Contato com a natureza é importante
Há uma corrente forte de pesquisadores e estudiosos ressaltando sobre a importância de atividades ao ar livre para as crianças. Já faz um tempo também que, sem pretensão, o escritor Richard Louv acabou cunhando o termo “nature déficit disorder” (ou “distúrbio de déficit de natureza”). Em seu livro A Última Criança na Natureza, Richard chamou a atenção de pais e educadores sobre a influência positiva da natureza na vida e no bem-estar (físico, emocional e social) das crianças.
Nesta obra, o autor resgata esse elo perdido, mostrando o quanto a relação criança-natureza é benéfica ao promover transformações significativas. Louv, que não é contra a tecnologia no processo educacional, acredita que o segredo seja o equilíbrio.
“A floresta foi a minha Ritalina”, escreveu Louv, se referindo ao medicamento utilizado no tratamento de transtorno de déficit de atenção e hiperatividade, em crianças e adultos. “A natureza me acalmou, me focou e ainda estimulou meus sentidos. ”
Ainda segundo ele, uma educação com base no meio ambiente ajuda os alunos a perceberem que a escola não é uma forma de encarceramento, mas um portal para um mundo mais amplo.
Dicas para manter as crianças na ativa
Marckhoff e Föcker, pelo visto, também sabem da importância de estar ao ar livre, assim como da dificuldade que tem sido fazer com que as crianças não fiquem em casa paradas durante a pandemia. Com clubes, academias e outros meios de socialização praticamente inviáveis, virou um desafio “arranjar o que fazer”. Por isso, dão dicas para os pais driblarem esse inconveniente. E as crianças, claro, agradecem.
Segundo Marckhoff e Föcker, mesmo que os esportes praticados sozinho ou em família não exerçam os benefícios da socialização, pessoas que se movimentam com frequência se sentem melhor e se tornam mais preparadas para lidar com as crises. Resumindo, de uma forma ou de outra, as atividades físicas são sempre benéficas.
Esportes e a aprendizagem
Os mesmos pesquisadores asseguram a influência positiva dos esportes em nossas habilidades de aprendizagem. “Especialmente no desenvolvimento da primeira infância, o exercício físico define impulsos importantes para o desenvolvimento do cérebro”, relataram. É algo, inclusive, que já foi provado em outros estudos com animais, em que o esporte auxiliou na formação de novas células nervosas.
Na prática, é notada uma maior capacidade de concentração e controle de atenção.
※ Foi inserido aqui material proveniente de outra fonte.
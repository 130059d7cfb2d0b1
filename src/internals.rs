pub(crate) mod c;
mod helpers;
mod scratch;

pub(crate) use helpers::get_file_information;

use std::fs;
use std::io;
use std::mem::size_of;
use std::os::windows::io::AsRawHandle;
use std::path::{Path, PathBuf};
use std::ptr::{addr_of, addr_of_mut, copy_nonoverlapping};
use std::{cmp, slice};

use log::debug;

use crate::wide;
use scratch::ReparseDataScratch;

// This prefix indicates to NTFS that the path is to be treated as a
// non-interpreted path in the virtual file system.
// Ref: <https://learn.microsoft.com/windows-hardware/drivers/kernel/object-manager>
use crate::path::NT_PREFIX as NON_INTERPRETED_PATH_PREFIX;
/// Disables normalization and bypasses MAX_PATH.
/// Ref: <https://learn.microsoft.com/en-us/windows/win32/fileio/maximum-file-path-limitation>
const VERBATIM_PREFIX: [u16; 4] = wide::utf16s(br"\\?\");

const WCHAR_SIZE: u16 = size_of::<u16>() as _;
const UNICODE_NULL_SIZE: u16 = WCHAR_SIZE;

/// Makes `junction` a mount point redirecting to `target`.
///
/// A missing `junction` is created as an empty directory first; an existing
/// directory (or existing junction) is re-targeted in place. `target` does
/// not have to exist: the substitute name is resolved lexically against the
/// current directory and stored as written.
pub fn create_junction(target: &Path, junction: &Path) -> io::Result<()> {
    // We're using low-level APIs to create the junction, and these are more
    // picky about paths. For example, forward slashes cannot be used as a
    // path separator, so we should try to canonicalize the path first.
    let target = helpers::get_full_path(target)?;
    // Strip a Win32 verbatim prefix (\\?\) if present - the NT prefix (\??\)
    // is added below.
    let target = target.strip_prefix(VERBATIM_PREFIX.as_slice()).unwrap_or(&target);
    match fs::symlink_metadata(junction) {
        Err(e) if e.kind() == io::ErrorKind::NotFound => fs::create_dir(junction)?,
        Err(e) => return Err(e),
        Ok(m) if m.is_dir() || m.file_type().is_symlink() => {}
        Ok(_) => {
            return Err(io::Error::new(
                io::ErrorKind::AlreadyExists,
                "`junction` exists and is not a directory",
            ));
        }
    }
    let file = helpers::open_reparse_point(junction, true)?;
    let mut data = ReparseDataScratch::zeroed();
    let rdb = data.as_mut_ptr();
    let in_buffer_size = build_mount_point_record(target, rdb)?;
    debug!("installing mount point on {:?} ({} bytes)", junction, in_buffer_size);
    helpers::set_reparse_point(file.as_raw_handle(), rdb, u32::from(in_buffer_size))
}

/// Populates a zeroed reparse record with a mount point whose substitute
/// name is `"\??\" + target` and whose print name is empty. Returns the
/// total record size to submit.
fn build_mount_point_record(target: &[u16], rdb: *mut c::REPARSE_DATA_BUFFER) -> io::Result<u16> {
    const MAX_AVAILABLE_PATH_BUFFER: u16 = c::MAXIMUM_REPARSE_DATA_BUFFER_SIZE as u16
        - c::REPARSE_DATA_BUFFER_HEADER_SIZE
        - c::MOUNT_POINT_REPARSE_BUFFER_HEADER_SIZE
        - 2 * UNICODE_NULL_SIZE;

    // SubstituteName = "\??\" + target
    let len = NON_INTERPRETED_PATH_PREFIX.len().saturating_add(target.len());
    let substitute_len_in_bytes = {
        let min_len = cmp::min(len, u16::MAX as usize) as u16;
        // Len without `UNICODE_NULL` at the end
        let substitute_len_in_bytes = min_len.saturating_mul(WCHAR_SIZE);
        // Check if the substitute name may lead to a buffer overflow.
        if substitute_len_in_bytes > MAX_AVAILABLE_PATH_BUFFER {
            return Err(io::Error::new(io::ErrorKind::InvalidInput, "`target` is too long"));
        }
        substitute_len_in_bytes
    };

    unsafe {
        // Set the type of reparse point we are creating
        addr_of_mut!((*rdb).ReparseTag).write(c::IO_REPARSE_TAG_MOUNT_POINT);
        addr_of_mut!((*rdb).Reserved).write(0);

        addr_of_mut!((*rdb).ReparseBuffer.SubstituteNameOffset).write(0);
        addr_of_mut!((*rdb).ReparseBuffer.SubstituteNameLength).write(substitute_len_in_bytes);

        // The print name is left empty; it sits right after the substitute
        // name's terminator.
        addr_of_mut!((*rdb).ReparseBuffer.PrintNameOffset)
            .write(substitute_len_in_bytes + UNICODE_NULL_SIZE);
        addr_of_mut!((*rdb).ReparseBuffer.PrintNameLength).write(0);

        // Safe because we checked `MAX_AVAILABLE_PATH_BUFFER`
        let mut path_buffer: *mut u16 = addr_of_mut!((*rdb).ReparseBuffer.PathBuffer).cast();
        copy_nonoverlapping(
            NON_INTERPRETED_PATH_PREFIX.as_ptr(),
            path_buffer,
            NON_INTERPRETED_PATH_PREFIX.len(),
        );
        path_buffer = path_buffer.add(NON_INTERPRETED_PATH_PREFIX.len());
        copy_nonoverlapping(target.as_ptr(), path_buffer, target.len());
        // The scratch is zeroed, so both terminators are already in place.

        // Set the total size of the data buffer: mount-point header plus
        // both names with one terminator each.
        let size = substitute_len_in_bytes
            .wrapping_add(c::MOUNT_POINT_REPARSE_BUFFER_HEADER_SIZE + 2 * UNICODE_NULL_SIZE);
        addr_of_mut!((*rdb).ReparseDataLength).write(size);
        Ok(size.wrapping_add(c::REPARSE_DATA_BUFFER_HEADER_SIZE))
    }
}

/// Removes the mount-point reparse data from `junction`, leaving the empty
/// directory behind.
pub fn remove_junction(junction: &Path) -> io::Result<()> {
    let file = helpers::open_reparse_point(junction, true)?;
    helpers::delete_reparse_point(file.as_raw_handle())
}

/// Whether `path` exists and carries a mount-point reparse record.
pub fn is_junction(path: &Path) -> io::Result<bool> {
    if !path.exists() {
        return Ok(false);
    }
    match read_reparse_target(path) {
        Ok(target) => Ok(target.tag == c::IO_REPARSE_TAG_MOUNT_POINT),
        // a reparse point of some foreign kind is still not a junction
        Err(e) if e.kind() == io::ErrorKind::InvalidInput => Ok(false),
        Err(e) => Err(e),
    }
}

/// The target of the junction at `junction`, exactly as stored: with the
/// `\??\` prefix and without a trailing separator.
pub fn junction_target(junction: &Path) -> io::Result<PathBuf> {
    if !junction.exists() {
        return Err(io::Error::new(io::ErrorKind::NotFound, "`junction` does not exist"));
    }
    let target = read_reparse_target(junction)?;
    if target.tag != c::IO_REPARSE_TAG_MOUNT_POINT {
        return Err(io::Error::new(
            io::ErrorKind::InvalidInput,
            "not a reparse tag mount point",
        ));
    }
    Ok(PathBuf::from(wide::from_wide(&target.substitute)))
}

/// A reparse point's tag and raw substitute name.
pub(crate) struct ReparseTarget {
    pub tag: u32,
    pub substitute: Vec<u16>,
}

/// Reads the reparse record at `path` and extracts the substitute name of
/// the two link-shaped tags. Fails with `InvalidInput` for tags this crate
/// does not interpret; the OS error comes through untouched when `path` is
/// no reparse point at all.
pub(crate) fn read_reparse_target(path: &Path) -> io::Result<ReparseTarget> {
    let file = helpers::open_reparse_point(path, false)?;
    let mut data = ReparseDataScratch::zeroed();
    let rdb = data.as_mut_ptr();
    helpers::get_reparse_data_point(file.as_raw_handle(), rdb)?;
    // SAFETY: rdb was just filled by the FSCTL
    let rdb = unsafe { data.assume_init() };
    let substitute = match rdb.ReparseTag {
        c::IO_REPARSE_TAG_MOUNT_POINT => {
            let offset = rdb.ReparseBuffer.SubstituteNameOffset / WCHAR_SIZE;
            let len = rdb.ReparseBuffer.SubstituteNameLength / WCHAR_SIZE;
            // SAFETY: offsets come from the filesystem and stay within the
            // maximum-size scratch
            unsafe {
                let buf = rdb.ReparseBuffer.PathBuffer.as_ptr().add(offset as usize);
                slice::from_raw_parts(buf, len as usize).to_vec()
            }
        }
        c::IO_REPARSE_TAG_SYMLINK => {
            // SAFETY: same layout through the header; the symlink body adds
            // a Flags word before the path data
            unsafe {
                let body: *const c::SymbolicLinkReparseBuffer = addr_of!(rdb.ReparseBuffer).cast();
                let offset = (*body).SubstituteNameOffset / WCHAR_SIZE;
                let len = (*body).SubstituteNameLength / WCHAR_SIZE;
                let buf = addr_of!((*body).PathBuffer).cast::<u16>().add(offset as usize);
                slice::from_raw_parts(buf, len as usize).to_vec()
            }
        }
        tag => {
            debug!("uninterpreted reparse tag {tag:#010x} on {path:?}");
            return Err(io::Error::new(
                io::ErrorKind::InvalidInput,
                "unsupported reparse point type",
            ));
        }
    };
    Ok(ReparseTarget { tag: rdb.ReparseTag, substitute })
}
Por outro lado, outras pesquisas constataram que a falta de atividades físicas gera deterioração dessas áreas cerebrais.
A infância molda o comportamento da fase adulta
Não é preciso ser nenhum especialista para dizer que as experiências vividas na infância ficam gravadas de maneira duradoura. Para Marckhoff e Föcker, é preciso ficar sempre atento à frequência de atividades físicas — sem exagero, claro. No entanto, a falta de exercícios nessa fase da vida pode ter, no longo prazo, influência considerável no estilo de vida relacionado à saúde.
O esporte deveria integrar políticas de saúde
Para os pesquisadores alemães, o esporte tem, sim, um alto valor terapêutico, e inclusive já faz parte de diversos tratamentos médicos.
Mais importante ainda é que os esportes estão diretamente associados à prevenção de saúde. “É aqui que as escolas e os clubes desempenham o papel central”, dizem os pesquisadores.
É mais uma prova, portanto, do quanto é necessário garantir a prática esportiva de crianças e adolescentes em períodos de isolamento social.